*EXERCISE BRIEF*
Go through the data below. Pull out every line that has the word "file".

Collected data entries:
*** Block opens ***
//! Format-agnostic configuration document for the provider pool.
//!
//! This module only deserializes and validates an already-parsed
//! [`ConfigDocument`]; locating a config file on disk and picking a
//! particular serialization format is left to the embedder.

use std::collections::HashMap;

use serde::{Deserialize, Serialize};
use thiserror::Error;

/// Which TON network a manager instance serves. Immutable after init.
#[derive(Debug, Clone, Copy, PartialEq, Eq, Hash, Serialize, Deserialize)]
#[serde(rename_all = "lowercase")]
pub enum Network {
    Testnet,
    Mainnet,
}

impl std::fmt::Display for Network {
    fn fmt(&self, f: &mut std::fmt::Formatter<'_>) -> std::fmt::Result {
        match self {
            Network::Testnet => write!(f, "testnet"),
            Network::Mainnet => write!(f, "mainnet"),
        }
    }
}

/// JSON-RPC API version tag an endpoint template is registered under.
#[derive(Debug, Clone, Copy, PartialEq, Eq, Hash, Serialize, Deserialize)]
#[serde(rename_all = "lowercase")]
pub enum ApiVersion {
    V2,
    V3,
    V4,
    Ws,
}

/// Closed set of known provider families plus a generic fallback.
///
/// Ankr and Tonhub are recognized tags but have no bespoke normalization
/// row; they fall through to the same generic rule as [`ProviderType::Custom`].
#[derive(Debug, Clone, Copy, PartialEq, Eq, Hash, Serialize, Deserialize)]
#[serde(rename_all = "lowercase")]
pub enum ProviderType {
    Toncenter,
    Chainstack,
    Quicknode,
    Orbs,
    Onfinality,
    Getblock,
    Tatum,
    Ankr,
    Tonhub,
    Custom,
}

fn default_rps() -> u32 {
    1
}

fn default_priority() -> u32 {
    10
}

fn default_true() -> bool {
    true
}

/// Declarative provider entry, as loaded from a config file.
#[derive(Debug, Clone, Serialize, Deserialize)]
pub struct ProviderConfig {
    pub id: String,
    pub display_name: String,
    #[serde(rename = "type")]
    pub provider_type: ProviderType,
    pub network: Network,
    /// URL templates keyed by API version; templates may contain the
    /// literal token `{key}`.
    pub endpoints: HashMap<ApiVersion, String>,
    pub key_env_name: Option<String>,
    pub api_key_env_name: Option<String>,
    #[serde(default = "default_rps")]
    pub rps: u32,
    #[serde(default = "default_priority")]
    pub priority: u32,
    #[serde(default = "default_true")]
    pub enabled: bool,
    #[serde(default)]
    pub is_dynamic: bool,
    #[serde(default = "default_true")]
    pub browser_compatible: bool,
}

/// Declared fallback order per network, used when scoring produces no
/// positive result.
#[derive(Debug, Clone, Default, Serialize, Deserialize)]
pub struct DefaultsConfig {
    #[serde(default)]
    pub testnet: Vec<String>,
    #[serde(default)]
    pub mainnet: Vec<String>,
}

impl DefaultsConfig {
    pub fn for_network(&self, network: Network) -> &[String] {
        match network {
            Network::Testnet => &self.testnet,
            Network::Mainnet => &self.mainnet,
        }
    }
}

/// Top-level configuration document.
#[derive(Debug, Clone, Serialize, Deserialize)]
pub struct ConfigDocument {
    pub version: String,
    pub providers: HashMap<String, ProviderConfig>,
    #[serde(default)]
    pub defaults: DefaultsConfig,
}

/// Validation failures for a [`ConfigDocument`], fatal at manager init.
#[derive(Debug, Error, PartialEq, Eq)]
pub enum ConfigError {
    #[error("provider '{provider}' declares no v2/v3/v4 endpoint")]
    MissingEndpoint { provider: String },
    #[error("defaults.{network} references unknown provider '{id}'")]
    UnknownDefaultProvider { network: String, id: String },
    #[error("provider '{provider}' endpoint {version} still contains an unresolved {{key}} token")]
    UnresolvedPlaceholder { provider: String, version: String },
    #[error("provider '{provider}' has a non-positive rps")]
    InvalidRps { provider: String },
}

impl ConfigDocument {
    /// Structural validation per the documented schema constraints.
    /// Missing environment values are not validated here — they are a
    /// soft, warn-and-leave-placeholder condition resolved at probe time.
    pub fn validate(&self) -> Result<(), ConfigError> {
        for (id, provider) in &self.providers {
            if provider.rps == 0 {
                return Err(ConfigError::InvalidRps {
                    provider: id.clone(),
                });
            }
            let has_core_endpoint = provider.endpoints.contains_key(&ApiVersion::V2)
                || provider.endpoints.contains_key(&ApiVersion::V3)
                || provider.endpoints.contains_key(&ApiVersion::V4);
            if !has_core_endpoint {
                return Err(ConfigError::MissingEndpoint {
                    provider: id.clone(),
                });
            }
        }

        for (network_name, ids) in [
            ("testnet", &self.defaults.testnet),
            ("mainnet", &self.defaults.mainnet),
        ] {
            for id in ids {
                if !self.providers.contains_key(id) {
                    return Err(ConfigError::UnknownDefaultProvider {
                        network: network_name.to_string(),
                        id: id.clone(),
                    });
                }
            }
        }

        Ok(())
    }
}

/// Hard-coded per-network public fallback used by the manager when no
/// provider is selectable. Deliberately not a `presets` module of
/// per-chain URLs (the spec this crate implements targets TON only) —
/// a single constant is enough, and better than returning nothing.
pub fn fallback_endpoint(network: Network) -> &'static str {
    match network {
        Network::Testnet => "https://testnet.toncenter.com/api/v2/jsonRPC",
        Network::Mainnet => "https://toncenter.com/api/v2/jsonRPC",
    }
}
*** Block closes ***
*SOLVED PROBLEM*
//! [`ConfigDocument`]; locating a config file on disk and picking a
/// Declarative provider entry, as loaded from a config file.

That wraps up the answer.